In fact, customers are the ones doing the “walking” via high-speed telecom infrastructure that allows them to enter the digital domain, the wonderfully wild world of Cyberspace. DCs are the gateways to the digital realm and, unlike other industries, users do not need to spend any time choosing which DC they need to access. In fact, they might not even know DCs are doing most of the heavy lifting. Here, the so-called Platforms appear to them as the primary intermediaries, the actual entry points to Cyberspace. But in all cases, the cloud is a factory.

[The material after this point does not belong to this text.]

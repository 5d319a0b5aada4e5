//! Notification domain module.

mod model;

pub use model::{Notification, NotificationKind, NotificationPatch, unread_count};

Perhaps more shocking is that pundits and many researchers tend to ignore the “materiality” of DCs. It probably started in the late 1990s when Negroponte published his best-selling book. I do agree with the research that argues he got it all wrong. Being a bit more generous, one could say he got it half right, at best. On the other hand, many academic papers attempting to determine the impact of digital technologies on the environment use the number of Internet or mobile phone users as critical indicators. And from there, they run their sophisticated econometric models to make their point, for or against. If we had to choose one indicator, the most relevant would probably be the amount of data users use and generate over time. Indeed, people can be connected to the Internet but, given access costs and broadband limitations, might use or create small amounts of data stored in one of the eight thousand-plus DCs.
Any assessment of the impact of digital technologies on the environment must factor in the relatively simple production process that converts keystrokes, clicks, images and sound into digital data. Anything else is just analog noise.